Tiga malam kami menghuni rumah ini, tiga kali pula mimpi yang nyaris sama selalu menggangguku. Dan kali ini mimpi yang kualami sangat jelas dan lebih menakutkan dari pada mimpi sebelumnya. Seorang perempuan berambut panjang yang tidak kukenal masuk ke dalam kamar kami di tengah malam. Apa makna mimpiku? Siapa perempuan itu?

Suara azan subuh terdengar bersahutan di kejauhan. Rasa takutku sedikit berkurang. Di sampingku Maura masih bergeming dalam lelap. Demikian pula dengan bayi kami di dalam ranjang kayunya. Aku menghampiri Farel untuk memeriksanya. Ternyata, celana popok sekali pakai (pospak) yang ia kenakan sudah dipenuhi air kencingnya sendiri. Aku segera menggantinya dengan perlahan dan hati-hati. Aku tidak ingin tidurnya terganggu. Usahaku berhasil. Farel masih ternyenyak ketika celana pospaknya sudah berganti dengan yang baru. Tetapi tidak dengan Maura. Ia terbangun ketika aku sedang memasukkan celana pospak bekas Farel ke dalam plastik kresek.

“Farel kenapa, Mas?” Tanya Maura dengan suara sedikit serak.

“Ngompol. Banyak sekali,” jawabku tanpa menoleh ke arah Maura. Aku tidak ingin ia tahu seluruh wajah dan sebagian kaos yang aku kenakan masih basah oleh peluh ketakutan. Maura lalu menyiapkan diri untuk memberikan ASI. Ternyata, memang sudah waktunya bagi Farel untuk sarapan.

Aku menuju kamar mandi sambil membawa plastik berisi ompol Farel. Di tempat itu, aku memutuskan untuk tidak menceritakan semua mimpi-mimpiku kepada Maura. Aku tidak ingin menularkan ketakutan. Apalagi setelah melihatnya, juga Farel, sangat menikmati kenyamanan dan ketenangan di rumah yang baru saja kami sewa.

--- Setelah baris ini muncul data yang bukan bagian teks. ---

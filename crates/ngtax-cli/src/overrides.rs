//! # Override Files
//!
//! Loads a `path → value` map from JSON or YAML and builds an engine with
//! it applied. The file is applied as one batch: if any entry is rejected,
//! the command fails and nothing runs.

use std::collections::BTreeMap;
use std::path::Path;

use anyhow::{bail, Context, Result};
use ngtax_overrides::{EngineConfig, TaxEngine};
use ngtax_rates::OverrideSource;
use serde_json::Value;

use crate::CLI_ACTOR;

/// Parse an override file. `.yaml`/`.yml` are read as YAML, anything else as JSON.
pub fn load_override_file(path: &Path) -> Result<BTreeMap<String, Value>> {
    if !path.exists() {
        bail!("override file not found: {}", path.display());
    }
    let content = std::fs::read_to_string(path)
        .with_context(|| format!("failed to read override file: {}", path.display()))?;

    let is_yaml = matches!(
        path.extension().and_then(|e| e.to_str()),
        Some("yaml") | Some("yml")
    );
    let map: BTreeMap<String, Value> = if is_yaml {
        serde_yaml::from_str(&content)
            .with_context(|| format!("failed to parse override YAML: {}", path.display()))?
    } else {
        serde_json::from_str(&content)
            .with_context(|| format!("failed to parse override JSON: {}", path.display()))?
    };
    Ok(map)
}

/// An engine over the compiled-in base table, with `overrides` applied if given.
pub fn build_engine(overrides: Option<&Path>) -> Result<TaxEngine> {
    let config = EngineConfig::from_env().context("invalid engine configuration")?;
    let engine = TaxEngine::with_base_rates(config);

    let Some(path) = overrides else {
        return Ok(engine);
    };
    let payload = load_override_file(path)?;
    if payload.is_empty() {
        tracing::warn!(file = %path.display(), "override file is empty; using base rates");
        return Ok(engine);
    }

    let view = engine
        .apply_overrides(&payload, OverrideSource::Manual, Some(CLI_ACTOR))
        .with_context(|| format!("override file rejected: {}", path.display()))?;
    tracing::info!(
        file = %path.display(),
        applied = view.applied.len(),
        "applied override file"
    );

    let summary = view.metadata.rates_version_summary;
    if summary.dropped_override_count > 0 {
        tracing::warn!(
            dropped = summary.dropped_override_count,
            "some overrides were dropped during merge; see `ngtax rates --metadata`"
        );
    }
    Ok(engine)
}
//! # Rate Newtype
//!
//! Every statutory rate is a fraction in `[0, 1]` (`0.075`, never `7.5`).
//! [`Rate`] makes an out-of-range value unrepresentable: construction,
//! deserialization, and parsing all go through the same bound check.

use std::str::FromStr;

use rust_decimal::Decimal;
use serde::{Deserialize, Serialize};
use thiserror::Error;

use crate::error::ValidationError;

/// A validated tax rate, stored as an exact decimal fraction.
#[derive(Debug, Clone, Copy, PartialEq, Eq, PartialOrd, Ord, Hash, Serialize, Deserialize)]
#[serde(try_from = "Decimal", into = "Decimal")]
pub struct Rate(Decimal);

/// A decimal that cannot be used as a [`Rate`].
#[derive(Error, Debug, Clone, Copy, PartialEq, Eq)]
#[error("rate must be a fraction in [0, 1], got {0}")]
pub struct RateOutOfRange(pub Decimal);

impl RateOutOfRange {
    /// Attach the field name, producing the caller-facing error.
    pub fn for_field(self, field: &str) -> ValidationError {
        ValidationError::RateOutOfRange {
            field: field.to_string(),
            value: self.0,
        }
    }
}

impl Rate {
    /// The zero rate.
    pub const ZERO: Rate = Rate(Decimal::ZERO);

    /// Validate and wrap a decimal fraction.
    pub fn new(value: Decimal) -> Result<Self, RateOutOfRange> {
        if value < Decimal::ZERO || value > Decimal::ONE {
            return Err(RateOutOfRange(value));
        }
        Ok(Self(value))
    }

    /// Build a rate from an integer mantissa and decimal scale,
    /// e.g. `Rate::from_parts(75, 3)` is 7.5%.
    pub fn from_parts(mantissa: i64, scale: u32) -> Result<Self, RateOutOfRange> {
        Self::new(Decimal::new(mantissa, scale))
    }

    /// The underlying fraction.
    pub fn as_decimal(&self) -> Decimal {
        self.0
    }

    /// `base × rate`, exact. Cannot overflow: the rate is at most 1.
    pub fn apply(&self, base: Decimal) -> Decimal {
        base * self.0
    }
}

impl TryFrom<Decimal> for Rate {
    type Error = RateOutOfRange;

    fn try_from(value: Decimal) -> Result<Self, Self::Error> {
        Self::new(value)
    }
}

impl From<Rate> for Decimal {
    fn from(rate: Rate) -> Self {
        rate.0
    }
}

impl FromStr for Rate {
    type Err = ValidationError;

    fn from_str(s: &str) -> Result<Self, Self::Err> {
        let value = Decimal::from_str(s.trim()).map_err(|e| ValidationError::Invalid {
            field: "rate".to_string(),
            reason: e.to_string(),
        })?;
        Rate::new(value).map_err(|e| e.for_field("rate"))
    }
}

impl std::fmt::Display for Rate {
    fn fmt(&self, f: &mut std::fmt::Formatter<'_>) -> std::fmt::Result {
        write!(f, "{}", self.0)
    }
}
//! # Route Modules
//!
//! Each module defines an Axum Router for one API surface area.
//! Routers are assembled in [`crate::app`].

pub mod rates;
pub mod tax;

Sebelum tinggal di rumah yang sekarang, kami menyewa sebuah rumah kontrakan yang terletak di tengah permukiman sumpek di pusat Jakarta. Saat aku dan Maura baru menikah dan masih menempatinya berdua, rumah berukuran 4 x 10 meter itu masih terasa cukup lega.. Namun, sejak kehamilan Maura hingga hadirnya Farel buah hati kami, rumah petak itu mendadak terasa sempit dan gerah. Beragam perabot hingga pernak-pernik perawatan bayi yang dipersiapkan untuk merawat dan membesarkan anak pertama kami memenuhi hampir seluruh ruang di dalam rumah. Sebagian di antaranya bahkan masih terbungkus kertas kado, barang-barang hadiah pemberian dari keluarga, teman dan kolega. Kondisi itu menjadi salah satu alasan kami membuat keputusan untuk pindah rumah. Walaupun itu bukan merupakan alasan terkuat.